Mallick reflexiona durante unos minutos. Trata de deducir qué es lo que desean quienes han enviado a Velasco. Puede ser sencillamente que abandone a Stork, como le ordenó Fazerhoff. O algo relacionado con la desaparición de Ackerman, o con los archivos que se llevó de su laboratorio. A Velasco el silencio se le hace interminable, y se hace oír para relajar el ambiente.

—Bueno, ¡ya está! Siento de veras haberte contrariado, Mallick. Si lo deseas, te invito a tomar algo en algún garito con clase.

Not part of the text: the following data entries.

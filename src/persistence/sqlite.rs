use super::{PersistenceError, PersistenceResult, PlanningSnapshot, PlanningStore};
use crate::activity::{Activity, ActivityRow, NewActivity};
use crate::budget::BudgetRollup;
use crate::capacity::ResourceUtilization;
use crate::change_log::{ChangeAction, ChangeLogEntry, EntityType};
use crate::hours::{from_hundredths, quantize, to_hundredths};
use crate::project::{NewProject, NewWorkPackage, Project, RamsTag, WorkPackage};
use crate::resource::{MonthlyAvailability, NewResource, Resource};
use crate::validation::{
    ValidationError, validate_activity, validate_period, validate_project, validate_resource,
    validate_work_package,
};
use chrono::{DateTime, NaiveDate, SecondsFormat, Utc};
use parking_lot::Mutex;
use rusqlite::types::Type;
use rusqlite::{Connection, OptionalExtension, Row, Transaction, params};
use serde::Serialize;
use serde::de::DeserializeOwned;
use std::path::Path;
use tracing::{debug, info};

const DATE_FORMAT: &str = "%Y-%m-%d";

// Hour amounts are stored as INTEGER hundredths of an hour.
const RESOURCE_COLUMNS: &str = "id, name, contract_hundredths, monthly_availability_overrides";
const PROJECT_COLUMNS: &str = "id, name, start_date, end_date";
const WORK_PACKAGE_COLUMNS: &str = "id, project_id, name, rams_tag, standard_effort_hundredths";
const ACTIVITY_COLUMNS: &str =
    "id, work_package_id, resource_id, planned_hundredths, start_date, end_date";
const CHANGE_LOG_COLUMNS: &str = "id, entity_type, entity_id, action, changed_at, details";

pub struct SqlitePlanningStore {
    connection: Mutex<Connection>,
}

impl SqlitePlanningStore {
    pub fn new<P: AsRef<Path>>(path: P) -> PersistenceResult<Self> {
        let connection = Connection::open(path.as_ref())?;
        Self::initialize_schema(&connection)?;
        info!(path = %path.as_ref().display(), "opened planning database");
        Ok(Self {
            connection: Mutex::new(connection),
        })
    }

    pub fn in_memory() -> PersistenceResult<Self> {
        let connection = Connection::open_in_memory()?;
        Self::initialize_schema(&connection)?;
        Ok(Self {
            connection: Mutex::new(connection),
        })
    }

    fn initialize_schema(connection: &Connection) -> PersistenceResult<()> {
        let ddl = r#"
            PRAGMA foreign_keys = ON;
            CREATE TABLE IF NOT EXISTS resources (
                id INTEGER PRIMARY KEY AUTOINCREMENT,
                name TEXT NOT NULL,
                contract_hundredths INTEGER NOT NULL,
                monthly_availability_overrides TEXT NOT NULL DEFAULT '{}'
            );
            CREATE TABLE IF NOT EXISTS projects (
                id INTEGER PRIMARY KEY AUTOINCREMENT,
                name TEXT NOT NULL,
                start_date TEXT NOT NULL,
                end_date TEXT NOT NULL
            );
            CREATE TABLE IF NOT EXISTS work_packages (
                id INTEGER PRIMARY KEY AUTOINCREMENT,
                project_id INTEGER NOT NULL REFERENCES projects(id) ON DELETE CASCADE,
                name TEXT NOT NULL,
                rams_tag TEXT NOT NULL,
                standard_effort_hundredths INTEGER NOT NULL DEFAULT 0
            );
            CREATE TABLE IF NOT EXISTS activities (
                id INTEGER PRIMARY KEY AUTOINCREMENT,
                work_package_id INTEGER NOT NULL REFERENCES work_packages(id) ON DELETE CASCADE,
                resource_id INTEGER NOT NULL REFERENCES resources(id) ON DELETE CASCADE,
                planned_hundredths INTEGER NOT NULL,
                start_date TEXT NOT NULL,
                end_date TEXT NOT NULL
            );
            CREATE INDEX IF NOT EXISTS idx_activities_resource_start
                ON activities (resource_id, start_date);
            CREATE INDEX IF NOT EXISTS idx_activities_work_package
                ON activities (work_package_id);
            CREATE TABLE IF NOT EXISTS change_logs (
                id INTEGER PRIMARY KEY AUTOINCREMENT,
                entity_type TEXT NOT NULL,
                entity_id INTEGER NOT NULL,
                action TEXT NOT NULL,
                changed_at TEXT NOT NULL,
                details TEXT NOT NULL
            );
            CREATE INDEX IF NOT EXISTS idx_change_logs_entity
                ON change_logs (entity_type, entity_id);
        "#;
        connection.execute_batch(ddl)?;
        Ok(())
    }

    fn log_change<T: Serialize>(
        tx: &Transaction,
        entity: EntityType,
        entity_id: i64,
        action: ChangeAction,
        details: &T,
    ) -> PersistenceResult<()> {
        let details = serde_json::to_string(details)?;
        tx.execute(
            "INSERT INTO change_logs (entity_type, entity_id, action, changed_at, details)
             VALUES (?1, ?2, ?3, ?4, ?5)",
            params![
                entity.as_str(),
                entity_id,
                action.as_str(),
                format_timestamp(Utc::now()),
                details
            ],
        )?;
        debug!(entity = %entity, entity_id, action = action.as_str(), "recorded change");
        Ok(())
    }

    fn ensure_exists(
        tx: &Transaction,
        table: &str,
        label: &str,
        id: i64,
    ) -> PersistenceResult<()> {
        let sql = format!("SELECT 1 FROM {table} WHERE id = ?1");
        let found: Option<i64> = tx.query_row(&sql, params![id], |row| row.get(0)).optional()?;
        if found.is_none() {
            return Err(ValidationError::new(format!("{label} {id} does not exist")).into());
        }
        Ok(())
    }

    fn select_one<T>(
        &self,
        sql: &str,
        id: i64,
        map: fn(&Row<'_>) -> rusqlite::Result<T>,
    ) -> PersistenceResult<Option<T>> {
        let conn = self.connection.lock();
        Ok(conn.query_row(sql, params![id], map).optional()?)
    }

    fn select_all<T>(
        &self,
        sql: &str,
        map: fn(&Row<'_>) -> rusqlite::Result<T>,
    ) -> PersistenceResult<Vec<T>> {
        let conn = self.connection.lock();
        query_all(&conn, sql, map)
    }

    /// Delete a row and log the record it held; `false` when no row had that id.
    ///
    /// The record is read inside the deleting transaction so the log matches what was removed.
    fn delete_row<T: Serialize>(
        &self,
        table: &str,
        columns: &str,
        entity: EntityType,
        id: i64,
        map: fn(&Row<'_>) -> rusqlite::Result<T>,
    ) -> PersistenceResult<bool> {
        let mut conn = self.connection.lock();
        let tx = conn.transaction()?;
        let select = format!("SELECT {columns} FROM {table} WHERE id = ?1");
        let Some(before) = tx.query_row(&select, params![id], map).optional()? else {
            return Ok(false);
        };
        tx.execute(&format!("DELETE FROM {table} WHERE id = ?1"), params![id])?;
        Self::log_change(&tx, entity, id, ChangeAction::Delete, &before)?;
        tx.commit()?;
        Ok(true)
    }

    fn log_all<T: Serialize>(
        tx: &Transaction,
        entity: EntityType,
        action: ChangeAction,
        records: &[T],
        id: fn(&T) -> i64,
    ) -> PersistenceResult<()> {
        for record in records {
            Self::log_change(tx, entity, id(record), action, record)?;
        }
        Ok(())
    }
}
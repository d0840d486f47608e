use chrono::{Datelike, NaiveDate};
use serde::de::{self, Visitor};
use serde::{Deserialize, Deserializer, Serialize, Serializer};
use std::fmt;
use std::str::FromStr;
use thiserror::Error;

/// A calendar month, keyed the way availability overrides are persisted (`"YYYY-MM"`).
#[derive(Debug, Clone, Copy, PartialEq, Eq, PartialOrd, Ord, Hash)]
pub struct YearMonth {
    year: i32,
    month: u32,
}

#[derive(Debug, Clone, PartialEq, Eq, Error)]
pub enum YearMonthParseError {
    #[error("month {0} is outside 1..=12")]
    MonthOutOfRange(u32),
    #[error("invalid year-month '{0}' (expected YYYY-MM)")]
    Malformed(String),
}

impl YearMonth {
    pub fn new(year: i32, month: u32) -> Result<Self, YearMonthParseError> {
        if !(1..=12).contains(&month) {
            return Err(YearMonthParseError::MonthOutOfRange(month));
        }
        Ok(Self { year, month })
    }

    pub fn of(date: NaiveDate) -> Self {
        Self {
            year: date.year(),
            month: date.month(),
        }
    }

    pub fn year(&self) -> i32 {
        self.year
    }

    pub fn month(&self) -> u32 {
        self.month
    }

    /// The following month, rolling December over into January of the next year.
    pub fn succ(self) -> Self {
        if self.month == 12 {
            Self {
                year: self.year + 1,
                month: 1,
            }
        } else {
            Self {
                year: self.year,
                month: self.month + 1,
            }
        }
    }

    pub fn first_day(&self) -> Option<NaiveDate> {
        NaiveDate::from_ymd_opt(self.year, self.month, 1)
    }

    pub fn days_in_month(&self) -> u32 {
        days_in_month(self.year, self.month)
    }

    /// Every month from `self` to `end`, both inclusive. Empty when `end` precedes `self`.
    pub fn through(self, end: YearMonth) -> MonthRange {
        MonthRange {
            next: Some(self),
            end,
        }
    }
}

/// Number of calendar days in `month`; zero for a month outside 1..=12.
pub fn days_in_month(year: i32, month: u32) -> u32 {
    let Some(first) = NaiveDate::from_ymd_opt(year, month, 1) else {
        return 0;
    };
    let next_first = if month == 12 {
        NaiveDate::from_ymd_opt(year + 1, 1, 1)
    } else {
        NaiveDate::from_ymd_opt(year, month + 1, 1)
    };
    next_first
        .map(|next| (next - first).num_days() as u32)
        .unwrap_or(0)
}

#[derive(Debug, Clone)]
pub struct MonthRange {
    next: Option<YearMonth>,
    end: YearMonth,
}

impl Iterator for MonthRange {
    type Item = YearMonth;

    fn next(&mut self) -> Option<Self::Item> {
        let current = self.next?;
        if current > self.end {
            self.next = None;
            return None;
        }
        self.next = if current == self.end {
            None
        } else {
            Some(current.succ())
        };
        Some(current)
    }
}

impl fmt::Display for YearMonth {
    fn fmt(&self, f: &mut fmt::Formatter<'_>) -> fmt::Result {
        write!(f, "{:04}-{:02}", self.year, self.month)
    }
}

impl FromStr for YearMonth {
    type Err = YearMonthParseError;

    fn from_str(s: &str) -> Result<Self, Self::Err> {
        let malformed = || YearMonthParseError::Malformed(s.to_string());
        let (year_s, month_s) = s.trim().split_once('-').ok_or_else(malformed)?;
        if year_s.len() != 4 || month_s.len() != 2 {
            return Err(malformed());
        }
        let year = year_s.parse::<i32>().map_err(|_| malformed())?;
        let month = month_s.parse::<u32>().map_err(|_| malformed())?;
        Self::new(year, month)
    }
}

impl Serialize for YearMonth {
    fn serialize<S: Serializer>(&self, serializer: S) -> Result<S::Ok, S::Error> {
        serializer.serialize_str(&self.to_string())
    }
}

struct YearMonthVisitor;

impl Visitor<'_> for YearMonthVisitor {
    type Value = YearMonth;

    fn expecting(&self, f: &mut fmt::Formatter<'_>) -> fmt::Result {
        f.write_str("a YYYY-MM string")
    }

    fn visit_str<E: de::Error>(self, value: &str) -> Result<Self::Value, E> {
        value.parse().map_err(E::custom)
    }
}

impl<'de> Deserialize<'de> for YearMonth {
    fn deserialize<D: Deserializer<'de>>(deserializer: D) -> Result<Self, D::Error> {
        deserializer.deserialize_str(YearMonthVisitor)
    }
}

#[cfg(test)]
mod tests {
    use super::*;

    #[test]
    fn parses_and_formats_zero_padded_keys() {
        let ym: YearMonth = "2024-03".parse().unwrap();
        assert_eq!(ym.year(), 2024);
        assert_eq!(ym.month(), 3);
        assert_eq!(ym.to_string(), "2024-03");
    }

    #[test]
    fn rejects_unpadded_and_out_of_range_keys() {
        assert!("2024-3".parse::<YearMonth>().is_err());
        assert_eq!(
            "2024-13".parse::<YearMonth>(),
            Err(YearMonthParseError::MonthOutOfRange(13))
        );
        assert!("202403".parse::<YearMonth>().is_err());
    }

    #[test]
    fn range_crosses_year_boundary() {
        let start = YearMonth::new(2023, 11).unwrap();
        let end = YearMonth::new(2024, 2).unwrap();
        let months: Vec<String> = start.through(end).map(|m| m.to_string()).collect();
        assert_eq!(months, vec!["2023-11", "2023-12", "2024-01", "2024-02"]);
    }

    #[test]
    fn reversed_range_is_empty() {
        let start = YearMonth::new(2024, 5).unwrap();
        let end = YearMonth::new(2024, 4).unwrap();
        assert_eq!(start.through(end).count(), 0);
    }

    #[test]
    fn leap_february_has_29_days() {
        assert_eq!(days_in_month(2024, 2), 29);
        assert_eq!(days_in_month(2023, 2), 28);
        assert_eq!(days_in_month(2024, 12), 31);
        assert_eq!(days_in_month(2024, 13), 0);
    }
}
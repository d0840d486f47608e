#[cfg(feature = "http_api")]
#[tokio::main]
async fn main() -> Result<(), Box<dyn std::error::Error>> {
    use rams_workload::{AppConfig, SqlitePlanningStore, WorkCalendar, http_api, logging};

    let config = AppConfig::from_env()?;
    logging::init(&config.log_filter);

    let store = SqlitePlanningStore::new(&config.database_path)?;
    let state = http_api::AppState::new(store, WorkCalendar::default());

    println!(
        "rams-workload HTTP API listening on http://{} (database {})",
        config.http_addr,
        config.database_path.display()
    );
    http_api::serve(config.http_addr, state).await?;
    Ok(())
}

#[cfg(not(feature = "http_api"))]
fn main() {
    eprintln!("Rebuild with the `http_api` feature to enable the HTTP server.");
}
use crate::activity::{Activity, ActivityRow, NewActivity};
use crate::budget::BudgetRollup;
use crate::capacity::ResourceUtilization;
use crate::change_log::{ChangeLogEntry, EntityType};
use crate::project::{NewProject, NewWorkPackage, Project, WorkPackage};
use crate::resource::{NewResource, Resource};
use crate::validation::ValidationError;
use chrono::{DateTime, Utc};
use serde::{Deserialize, Serialize};
use std::io;
use thiserror::Error;

#[derive(Debug, Error)]
pub enum PersistenceError {
    #[error("serialization error: {0}")]
    Serialization(#[from] serde_json::Error),
    #[error("io error: {0}")]
    Io(#[from] io::Error),
    #[cfg(feature = "sqlite")]
    #[error("sqlite error: {0}")]
    Sqlite(#[from] rusqlite::Error),
    #[error("csv error: {0}")]
    Csv(#[from] csv::Error),
    #[error("invalid data: {0}")]
    InvalidData(String),
    #[error(transparent)]
    Validation(#[from] ValidationError),
    #[error("{entity} {id} not found")]
    NotFound { entity: EntityType, id: i64 },
}

pub type PersistenceResult<T> = Result<T, PersistenceError>;

/// Every record of a planning database, used for seeding and backups.
#[derive(Debug, Clone, Default, PartialEq, Serialize, Deserialize)]
pub struct PlanningSnapshot {
    #[serde(default)]
    pub resources: Vec<Resource>,
    #[serde(default)]
    pub projects: Vec<Project>,
    #[serde(default)]
    pub work_packages: Vec<WorkPackage>,
    #[serde(default)]
    pub activities: Vec<Activity>,
}

impl PlanningSnapshot {
    /// Referential checks across the collections (ids unique, references resolvable).
    pub fn validate(&self) -> PersistenceResult<()> {
        use std::collections::HashSet;

        fn unique(entity: &str, ids: impl Iterator<Item = i64>) -> PersistenceResult<HashSet<i64>> {
            let mut seen = HashSet::new();
            for id in ids {
                if !seen.insert(id) {
                    return Err(PersistenceError::InvalidData(format!(
                        "duplicate {entity} id {id}"
                    )));
                }
            }
            Ok(seen)
        }

        let resources = unique("resource", self.resources.iter().map(|r| r.id))?;
        let projects = unique("project", self.projects.iter().map(|p| p.id))?;
        let work_packages = unique("work package", self.work_packages.iter().map(|w| w.id))?;
        unique("activity", self.activities.iter().map(|a| a.id))?;

        for wp in &self.work_packages {
            if !projects.contains(&wp.project_id) {
                return Err(PersistenceError::InvalidData(format!(
                    "work package {} references unknown project {}",
                    wp.id, wp.project_id
                )));
            }
        }
        for activity in &self.activities {
            if !work_packages.contains(&activity.work_package_id) {
                return Err(PersistenceError::InvalidData(format!(
                    "activity {} references unknown work package {}",
                    activity.id, activity.work_package_id
                )));
            }
            if !resources.contains(&activity.resource_id) {
                return Err(PersistenceError::InvalidData(format!(
                    "activity {} references unknown resource {}",
                    activity.id, activity.resource_id
                )));
            }
        }
        Ok(())
    }
}

/// CRUD access plus the read models the capacity, workload and budget views are built from.
pub trait PlanningStore {
    fn create_resource(&self, resource: NewResource) -> PersistenceResult<Resource>;
    fn get_resource(&self, id: i64) -> PersistenceResult<Option<Resource>>;
    /// Ordered by name.
    fn list_resources(&self) -> PersistenceResult<Vec<Resource>>;
    fn update_resource(&self, resource: &Resource) -> PersistenceResult<Resource>;
    /// Also removes the resource's activities.
    fn delete_resource(&self, id: i64) -> PersistenceResult<bool>;

    fn create_project(&self, project: NewProject) -> PersistenceResult<Project>;
    fn get_project(&self, id: i64) -> PersistenceResult<Option<Project>>;
    /// Most recent start date first.
    fn list_projects(&self) -> PersistenceResult<Vec<Project>>;
    fn update_project(&self, project: &Project) -> PersistenceResult<Project>;
    /// Also removes the project's work packages and their activities.
    fn delete_project(&self, id: i64) -> PersistenceResult<bool>;

    fn create_work_package(&self, work_package: NewWorkPackage) -> PersistenceResult<WorkPackage>;
    fn get_work_package(&self, id: i64) -> PersistenceResult<Option<WorkPackage>>;
    /// Ordered by project name, then work package name.
    fn list_work_packages(&self) -> PersistenceResult<Vec<WorkPackage>>;
    fn list_work_packages_for_project(&self, project_id: i64)
    -> PersistenceResult<Vec<WorkPackage>>;
    fn update_work_package(&self, work_package: &WorkPackage) -> PersistenceResult<WorkPackage>;
    fn delete_work_package(&self, id: i64) -> PersistenceResult<bool>;

    fn create_activity(&self, activity: NewActivity) -> PersistenceResult<Activity>;
    fn get_activity(&self, id: i64) -> PersistenceResult<Option<Activity>>;
    /// Most recent start date first.
    fn list_activities(&self) -> PersistenceResult<Vec<Activity>>;
    fn update_activity(&self, activity: &Activity) -> PersistenceResult<Activity>;
    fn delete_activity(&self, id: i64) -> PersistenceResult<bool>;

    /// One row per resource (ordered by name) summing planned hours of activities whose start
    /// date falls in the month. Resources without such activities report zero hours.
    fn monthly_utilization(&self, year: i32, month: u32)
    -> PersistenceResult<Vec<ResourceUtilization>>;
    fn resource_monthly_utilization(
        &self,
        resource_id: i64,
        year: i32,
        month: u32,
    ) -> PersistenceResult<Option<ResourceUtilization>>;
    /// Activities joined with resource, work package and project names.
    fn activity_rows(&self) -> PersistenceResult<Vec<ActivityRow>>;
    /// Ordered by project name, then work package name.
    fn budget_rollups(&self) -> PersistenceResult<Vec<BudgetRollup>>;
    fn budget_rollup(&self, work_package_id: i64) -> PersistenceResult<Option<BudgetRollup>>;

    /// Latest first.
    fn recent_changes(&self, limit: usize) -> PersistenceResult<Vec<ChangeLogEntry>>;
    fn changes_for(&self, entity: EntityType, entity_id: i64)
    -> PersistenceResult<Vec<ChangeLogEntry>>;
    fn changes_between(
        &self,
        start: DateTime<Utc>,
        end: DateTime<Utc>,
    ) -> PersistenceResult<Vec<ChangeLogEntry>>;

    /// Replace every record with the snapshot's, keeping its ids.
    fn import_snapshot(&self, snapshot: &PlanningSnapshot) -> PersistenceResult<()>;

    fn export_snapshot(&self) -> PersistenceResult<PlanningSnapshot> {
        Ok(PlanningSnapshot {
            resources: self.list_resources()?,
            projects: self.list_projects()?,
            work_packages: self.list_work_packages()?,
            activities: self.list_activities()?,
        })
    }
}

pub mod file;
#[cfg(feature = "sqlite")]
pub mod sqlite;

pub use file::{load_snapshot_from_json, save_snapshot_to_json};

Mallick le mira y le sonríe sin acritud.

—¿Nos vamos? —pregunta Velasco.

—¿Me vas a invitar con el crédito que te han pagado para presionarme? Sería gracioso —Mallick coge la barra de hierro y Velasco se encoge en la silla, agarrándose a los brazos—. Sabías a lo que te exponías, ¿no? Espero que te hayan pagado bien.

Mallick golpea violentamente con la barra la rodilla de Velasco y no atiende a sus gritos de dolor. Le saca a rastras fuera del habitáculo y se desentiende de él.

Ahora tiene otras cosas en las que pensar.